It was thought by the brass at JSOC that their operations and abilities had been compromised in the past few years due to an unprecedented spate of books, movies, articles, and interviews about and by Joint Special Operations personnel, so when they were given their new name, the name itself was codeword-classified.

The army boys of JSOC were happy to leave center stage to the Hollywood-loving navy SEALs.

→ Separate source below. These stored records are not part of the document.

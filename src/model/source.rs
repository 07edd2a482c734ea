use std::fmt::Display;

use crate::error::{normal, positive, CurveError, CurveResult};
use crate::model::Characteristic;
use crate::util::Engineering;

pub const DEFAULT_OPEN_CIRCUIT_VOLTAGE: f64 = 4.95;
pub const DEFAULT_INTERNAL_RESISTANCE: f64 = 0.496;

/// Margin the current axis extends past the short-circuit current.
pub const CURRENT_OVERSHOOT: f64 = 1.1;

/// Margin the voltage axis extends above the open-circuit voltage.
pub const VOLTAGE_HEADROOM: f64 = 1.1;

/// Open-circuit voltage and internal resistance of a real voltage source.
#[derive(Clone, Copy, Debug, PartialEq, Deserialize)]
pub struct SourceParameters {
    open_circuit_voltage: f64,
    internal_resistance: f64,
}

impl SourceParameters {
    pub fn new(open_circuit_voltage: f64, internal_resistance: f64) -> CurveResult<Self> {
        Ok(SourceParameters {
            open_circuit_voltage: positive("open_circuit_voltage", open_circuit_voltage)?,
            internal_resistance: positive("internal_resistance", internal_resistance)?,
        })
    }

    pub fn open_circuit_voltage(&self) -> f64 {
        self.open_circuit_voltage
    }

    pub fn internal_resistance(&self) -> f64 {
        self.internal_resistance
    }

    /// Re-checks the positivity contract.
    ///
    /// Values deserialized from outside bypass [`SourceParameters::new`],
    /// so every engine entry point validates again. The top of the voltage
    /// axis, `1.1 * U0`, must stay finite as well.
    pub fn validate(&self) -> CurveResult<()> {
        positive("open_circuit_voltage", self.open_circuit_voltage)?;
        positive("internal_resistance", self.internal_resistance)?;
        if !(VOLTAGE_HEADROOM * self.open_circuit_voltage).is_finite() {
            return Err(CurveError::invalid(
                "open_circuit_voltage",
                self.open_circuit_voltage,
            ));
        }
        Ok(())
    }

    pub fn characteristic(&self) -> SourceCharacteristic {
        SourceCharacteristic { source: *self }
    }
}

impl Default for SourceParameters {
    fn default() -> Self {
        SourceParameters {
            open_circuit_voltage: DEFAULT_OPEN_CIRCUIT_VOLTAGE,
            internal_resistance: DEFAULT_INTERNAL_RESISTANCE,
        }
    }
}

/// `U(I) = U0 - I * Ri`
#[derive(Clone, Copy, Debug)]
pub struct SourceCharacteristic {
    source: SourceParameters,
}

impl Characteristic for SourceCharacteristic {
    fn voltage_at(&self, current: f64) -> f64 {
        self.source.open_circuit_voltage - current * self.source.internal_resistance
    }
}

impl Display for SourceCharacteristic {
    fn fmt(&self, f: &mut std::fmt::Formatter<'_>) -> std::fmt::Result {
        writeln!(f, "U_0\t{}V", Engineering(self.source.open_circuit_voltage))?;
        writeln!(f, "R_i\t{}Ω", Engineering(self.source.internal_resistance))?;
        Ok(())
    }
}

/// Current drawn with the terminals shorted, `U0 / Ri`.
pub fn compute_short_circuit_current(source: &SourceParameters) -> CurveResult<f64> {
    source.validate()?;
    normal(
        "short_circuit_current",
        source.open_circuit_voltage / source.internal_resistance,
    )
}

/// Builds parameters through serde, skipping the validating constructor.
#[cfg(test)]
pub(crate) fn source_from_tsv(u0: f64, ri: f64) -> SourceParameters {
    let data = format!("open_circuit_voltage\tinternal_resistance\n{}\t{}\n", u0, ri);
    let mut rdr = csv::ReaderBuilder::new()
        .delimiter(b'\t')
        .from_reader(data.as_bytes());
    rdr.deserialize().next().unwrap().unwrap()
}

#[cfg(test)]
mod tests {
    use crate::error::CurveError;
    use crate::model::source::{
        compute_short_circuit_current, source_from_tsv, SourceParameters,
    };
    use crate::model::Characteristic;

    #[test]
    fn zero_internal_resistance_is_rejected() {
        assert_eq!(
            SourceParameters::new(4.95, 0.0),
            Err(CurveError::invalid("internal_resistance", 0.0))
        );
    }

    #[test]
    fn negative_voltage_is_rejected() {
        assert!(SourceParameters::new(-1.0, 0.5).is_err());
    }

    #[test]
    fn short_circuit_current_of_default_source() {
        let i_k = compute_short_circuit_current(&SourceParameters::default()).unwrap();
        assert_abs_diff_eq!(i_k, 9.9798, epsilon = 1e-3);
    }

    #[test]
    fn deserialized_zero_resistance_has_no_short_circuit_current() {
        assert_eq!(
            compute_short_circuit_current(&source_from_tsv(4.95, 0.0)),
            Err(CurveError::invalid("internal_resistance", 0.0))
        );
    }

    #[test]
    fn overflowing_short_circuit_current_is_rejected() {
        let source = SourceParameters::new(1e300, 1e-10).unwrap();
        match compute_short_circuit_current(&source) {
            Err(CurveError::InvalidParameter { name, value }) => {
                assert_eq!(name, "short_circuit_current");
                assert!(value.is_infinite());
            }
            other => panic!("expected a rejection, got {:?}", other),
        }
    }

    #[test]
    fn underflowing_short_circuit_current_is_rejected() {
        let source = SourceParameters::new(1e-300, 1e300).unwrap();
        assert!(compute_short_circuit_current(&source).is_err());
    }

    #[test]
    fn voltage_without_headroom_is_rejected() {
        let source = source_from_tsv(std::f64::MAX, 1.0);
        assert_eq!(
            source.validate(),
            Err(CurveError::invalid("open_circuit_voltage", std::f64::MAX))
        );
    }

    #[test]
    fn characteristic_starts_at_open_circuit_voltage() {
        let source = SourceParameters::new(12.0, 2.0).unwrap();
        let line = source.characteristic();
        assert_eq!(line.voltage_at(0.0), 12.0);
        assert_eq!(line.voltage_at(6.0), 0.0);
        assert!(line.voltage_at(6.6) < 0.0);
    }
}
use std::fmt::Display;

use crate::error::{normal, positive, CurveError, CurveResult};
use crate::model::SourceParameters;
use crate::util::Engineering;

/// Intersection of the source and load characteristics.
#[derive(Clone, Copy, Debug, PartialEq)]
pub struct OperatingPoint {
    pub current: f64,
    pub load_voltage: f64,
    pub internal_voltage_drop: f64,
    pub power: f64,
}

impl OperatingPoint {
    /// Sum of the two voltage drops; equals the open-circuit voltage.
    pub fn total_voltage(&self) -> f64 {
        self.load_voltage + self.internal_voltage_drop
    }
}

impl Display for OperatingPoint {
    fn fmt(&self, f: &mut std::fmt::Formatter<'_>) -> std::fmt::Result {
        writeln!(f, "I_A\t{}A", Engineering(self.current))?;
        writeln!(f, "U_A\t{}V", Engineering(self.load_voltage))?;
        writeln!(f, "U_i\t{}V", Engineering(self.internal_voltage_drop))?;
        writeln!(f, "P\t{}W", Engineering(self.power))?;
        Ok(())
    }
}

pub fn compute_operating_point(
    source: &SourceParameters,
    load_resistance: f64,
) -> CurveResult<OperatingPoint> {
    source.validate()?;
    let load_resistance = positive("load_resistance", load_resistance)?;

    let total_resistance = source.internal_resistance() + load_resistance;
    if !total_resistance.is_finite() || total_resistance <= 0.0 {
        return Err(CurveError::invalid("total_resistance", total_resistance));
    }

    let current = normal("current", source.open_circuit_voltage() / total_resistance)?;
    let load_voltage = current * load_resistance;
    let internal_voltage_drop = current * source.internal_resistance();
    let power = load_voltage * current;

    trace!(
        "Operating point for RL={}: I={}, U={}, P={}",
        load_resistance,
        current,
        load_voltage,
        power
    );

    Ok(OperatingPoint {
        current,
        load_voltage,
        internal_voltage_drop,
        power,
    })
}

#[cfg(test)]
mod tests {
    use crate::error::CurveError;
    use crate::model::operating_point::compute_operating_point;
    use crate::model::source::source_from_tsv;
    use crate::model::{compute_curves, compute_short_circuit_current, SourceParameters};

    #[test]
    fn reference_operating_point() {
        let source = SourceParameters::new(4.95, 0.496).unwrap();
        let op = compute_operating_point(&source, 2.5).unwrap();
        assert_abs_diff_eq!(op.current, 1.6522, epsilon = 1e-3);
        assert_abs_diff_eq!(op.load_voltage, 4.1305, epsilon = 1e-3);
        assert_abs_diff_eq!(op.internal_voltage_drop, 0.8195, epsilon = 1e-3);
        assert_abs_diff_eq!(op.power, 6.8244, epsilon = 1e-3);
        assert_abs_diff_eq!(
            compute_short_circuit_current(&source).unwrap(),
            9.9798,
            epsilon = 1e-3
        );
    }

    #[test]
    fn voltage_drops_add_up_to_open_circuit_voltage() {
        for &u0 in &[0.1, 1.5, 4.95, 12.0, 230.0] {
            for &ri in &[0.001, 0.2, 0.496, 5.0, 100.0] {
                let source = SourceParameters::new(u0, ri).unwrap();
                for &rl in &[0.001, 0.01, 1.0, 2.5, 10.0, 1000.0] {
                    let op = compute_operating_point(&source, rl).unwrap();
                    assert_relative_eq!(op.total_voltage(), u0, max_relative = 1e-9);
                }
            }
        }
    }

    #[test]
    fn power_is_load_voltage_times_current() {
        let source = SourceParameters::new(12.0, 0.75).unwrap();
        for &rl in &[0.001, 0.5, 0.75, 3.0, 9.999] {
            let op = compute_operating_point(&source, rl).unwrap();
            assert_eq!(op.power, op.load_voltage * op.current);
        }
    }

    #[test]
    fn power_peaks_at_matched_load() {
        let source = SourceParameters::new(4.95, 0.496).unwrap();
        let matched = compute_operating_point(&source, 0.496).unwrap();
        for &rl in &[0.3, 0.45, 0.55, 1.0] {
            assert!(compute_operating_point(&source, rl).unwrap().power < matched.power);
        }
        assert_relative_eq!(matched.load_voltage, 4.95 / 2.0, max_relative = 1e-12);
    }

    #[test]
    fn operating_point_lies_on_both_lines() {
        let source = SourceParameters::new(4.95, 0.496).unwrap();
        let op = compute_operating_point(&source, 2.5).unwrap();
        assert_relative_eq!(op.load_voltage, 4.95 - op.current * 0.496, epsilon = 1e-12);
        assert_relative_eq!(op.load_voltage, op.current * 2.5, epsilon = 1e-12);

        let curves = compute_curves(&source, 2.5, 400).unwrap();
        assert!(op.current < curves.max_current());
    }

    #[test]
    fn non_positive_load_is_rejected() {
        let source = SourceParameters::default();
        assert_eq!(
            compute_operating_point(&source, 0.0),
            Err(CurveError::invalid("load_resistance", 0.0))
        );
        assert!(compute_operating_point(&source, -0.496).is_err());
    }

    #[test]
    fn deserialized_zero_resistance_is_rejected() {
        let broken = source_from_tsv(4.95, 0.0);
        assert_eq!(
            compute_operating_point(&broken, 2.5),
            Err(CurveError::invalid("internal_resistance", 0.0))
        );
        assert_eq!(
            compute_short_circuit_current(&broken),
            Err(CurveError::invalid("internal_resistance", 0.0))
        );
    }

    #[test]
    fn overflowing_total_resistance_is_rejected() {
        let source = SourceParameters::new(1.0, 1e308).unwrap();
        assert_eq!(
            compute_operating_point(&source, 1e308),
            Err(CurveError::invalid("total_resistance", std::f64::INFINITY))
        );
    }

    #[test]
    fn underflowing_current_is_rejected() {
        let source = SourceParameters::new(1e-300, 1e10).unwrap();
        match compute_operating_point(&source, 1e10) {
            Err(CurveError::InvalidParameter { name, .. }) => assert_eq!(name, "current"),
            other => panic!("unexpected {:?}", other),
        }
    }
}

JSOC had been on the Gentry hunt for years, but not this crew, because Gentry had been outside of the United States. These twelve operators worked inside the USA by special arrangement with the Department of Homeland Security.

The twelve men in the hangar at Joint Base Andrews were tip of the spear of the military on domestic operations, so it only stood to reason they would get the call-up for this mission. Their brass had been contacted late the evening before by the CIA and told of the in extremis mission to eliminate a rogue CIA man gone mad in D.C., and a short time later these men rushed to their headquarters inside the wire at Fort Bragg, geared up, and boarded the waiting army transport jet.

Ninety minutes after that they were on the ground at Andrews, and now they unpacked and assembled equipment, loaded it into three nondescript Chevy Suburban SUVs, and headed to a safe house in the Capitol Hill section of D.C.

The dozen men in street clothes didn’t know much about the reasons behind the hunt, other than the facts that Violator was ex-Agency, he’d gone off reservation, and he had killed a bunch of his colleagues. The guys figured that was more than awkward and ugly enough to put you on a presidential kill list, so they didn’t see the need to know more than that.

The leader of this unit was a forty-three-year-old lieutenant colonel with the code name Dakota. Soon after he and his men arrived at their safe house, Jordan Mayes, Suzanne Brewer, and the security detail traveling with Mayes arrived at the front door. Mayes, Brewer, and Dakota met for a briefing in the living room while the rest of the JSOC team prepped and tested their hi-tech communications equipment in the dining room.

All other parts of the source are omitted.